• Home
  • Projects
  • Art
  • Blog
  • CV
Menu

Riley Wong

  • Home
  • Projects
  • Art
  • Blog
  • CV
Generated Final Fantasy MIDI files, visualized

Generated Final Fantasy MIDI files, visualized

Generating Jazz Music with an LSTM Recurrent Neural Network

February 25, 2019

Last week was my first week at the Recurse Center! I’m having so much fun lol. While here, I’m exploring creative applications of deep learning.

As my starter project, I wanted to generate jazz music using a neural network. LSTM stands for Long Short-Term Memory, and is a type of recurrent neural network that is capable of processing sequences.
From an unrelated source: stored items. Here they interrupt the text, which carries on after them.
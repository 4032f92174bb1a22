//! Canvas node model.
//!
//! Only the parts the operation forms touch are typed; everything else in a
//! node's data rides along untouched.

use serde::{Deserialize, Serialize};
use std::collections::BTreeMap;

use crate::Integration;

/// Position on the canvas.
#[derive(Debug, Clone, Copy, Default, PartialEq, Serialize, Deserialize)]
pub struct Position {
    /// Horizontal offset
    pub x: f64,

    /// Vertical offset
    pub y: f64,
}

/// Reference to the tool attached to a node.
#[derive(Debug, Clone, PartialEq, Serialize, Deserialize)]
pub struct ToolRef {
    /// Tool id
    pub id: String,

    /// Tool name
    pub name: String,

    /// Tool description
    #[serde(default)]
    pub description: String,

    /// Stored tool type value, when known
    #[serde(rename = "type", default, skip_serializing_if = "Option::is_none")]
    pub tool_type: Option<String>,
}

/// Staged operation settings for one integration, keyed by field name.
pub type OperationValues = BTreeMap<String, String>;

/// Data payload of a canvas node.
#[derive(Debug, Clone, PartialEq, Serialize, Deserialize)]
#[serde(rename_all = "camelCase")]
pub struct NodeData {
    /// Node kind
    #[serde(rename = "type")]
    pub node_type: String,

    /// Display label
    #[serde(default)]
    pub label: String,

    /// Description
    #[serde(default, skip_serializing_if = "Option::is_none")]
    pub description: Option<String>,

    /// Attached tool
    #[serde(default)]
    pub tool: Option<ToolRef>,

    /// Per-integration operation settings (`toolOperation.<integration>.<field>`)
    #[serde(default, skip_serializing_if = "BTreeMap::is_empty")]
    pub tool_operation: BTreeMap<Integration, OperationValues>,

    /// Everything else (prompts, model selection, ...)
    #[serde(flatten)]
    pub extra: serde_json::Map<String, serde_json::Value>,
}

/// A node on the flow canvas.
#[derive(Debug, Clone, PartialEq, Serialize, Deserialize)]
pub struct CanvasNode {
    /// Node ID
    pub id: String,

    /// Canvas node kind
    #[serde(rename = "type")]
    pub node_type: String,

    /// Payload
    pub data: NodeData,

    /// Canvas position
    #[serde(default)]
    pub position: Position,
}

impl CanvasNode {
    /// Staged values for one integration, if any.
    pub fn operation_values(&self, integration: Integration) -> Option<&OperationValues> {
        self.data.tool_operation.get(&integration)
    }

    /// Integration of the attached tool, if it is one.
    pub fn integration(&self) -> Option<Integration> {
        self.data
            .tool
            .as_ref()
            .and_then(|t| t.tool_type.as_deref())
            .and_then(|t| t.parse().ok())
    }

    /// A copy of this node with `toolOperation.<integration>.<field>` set.
    ///
    /// The receiver is left untouched.
    pub fn with_operation_field(
        &self,
        integration: Integration,
        field: impl Into<String>,
        value: impl Into<String>,
    ) -> CanvasNode {
        let mut updated = self.clone();
        updated
            .data
            .tool_operation
            .entry(integration)
            .or_default()
            .insert(field.into(), value.into());
        updated
    }
}

#[cfg(test)]
mod tests {
    use super::*;

    fn sample_node() -> CanvasNode {
        serde_json::from_value(serde_json::json!({
            "id": "node-7",
            "type": "agent",
            "data": {
                "type": "agent",
                "label": "Lookup",
                "tool": {"id": "t1", "name": "CRM", "description": "", "type": "salesforce"},
                "toolOperation": {"salesforce": {"operation": "query"}},
                "node": {"systemPrompt": "be brief"}
            },
            "position": {"x": 10.0, "y": 20.0}
        }))
        .unwrap()
    }

    #[test]
    fn test_reads_typed_and_passthrough_data() {
        let node = sample_node();
        assert_eq!(node.integration(), Some(Integration::Salesforce));
        assert_eq!(
            node.operation_values(Integration::Salesforce)
                .and_then(|v| v.get("operation"))
                .map(String::as_str),
            Some("query")
        );
        assert_eq!(node.data.extra["node"]["systemPrompt"], "be brief");
    }

    #[test]
    fn test_with_operation_field_copies() {
        let node = sample_node();
        let updated = node.with_operation_field(Integration::Salesforce, "object", "Contact");

        assert_eq!(updated.data.tool_operation[&Integration::Salesforce]["object"], "Contact");
        assert_eq!(updated.data.tool_operation[&Integration::Salesforce]["operation"], "query");
        assert!(!node.data.tool_operation[&Integration::Salesforce].contains_key("object"));
    }

    #[test]
    fn test_serializes_nested_path() {
        let node = sample_node().with_operation_field(Integration::Sap, "functionName", "BAPI_X");
        let json = serde_json::to_value(&node).unwrap();
        assert_eq!(json["data"]["toolOperation"]["sap"]["functionName"], "BAPI_X");
        assert_eq!(json["data"]["node"]["systemPrompt"], "be brief");
    }

    #[test]
    fn test_node_without_tool_has_no_integration() {
        let mut node = sample_node();
        node.data.tool = None;
        assert_eq!(node.integration(), None);
    }
}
You can think of this as having short-term memory capable of learning long-term dependencies.

Using this tutorial as a starting point, I trained an LSTM model on two datasets: Final Fantasy music (conveniently provided from the tutorial, which let me focus on the model building over finding data), and Herbie Hancock jazz music (my original goal!).

Here are the results:

Final Fantasy

For this composition, I generated a bunch of MIDI files using the model, picked 3 I liked, set them to different instruments, and composited them into one piece.

Herbie Hancock

For these, I didn’t compose or edit the songs by much. After generating a few MIDI files, I picked some I liked, and set each one individually to an instrument I thought sounded nice.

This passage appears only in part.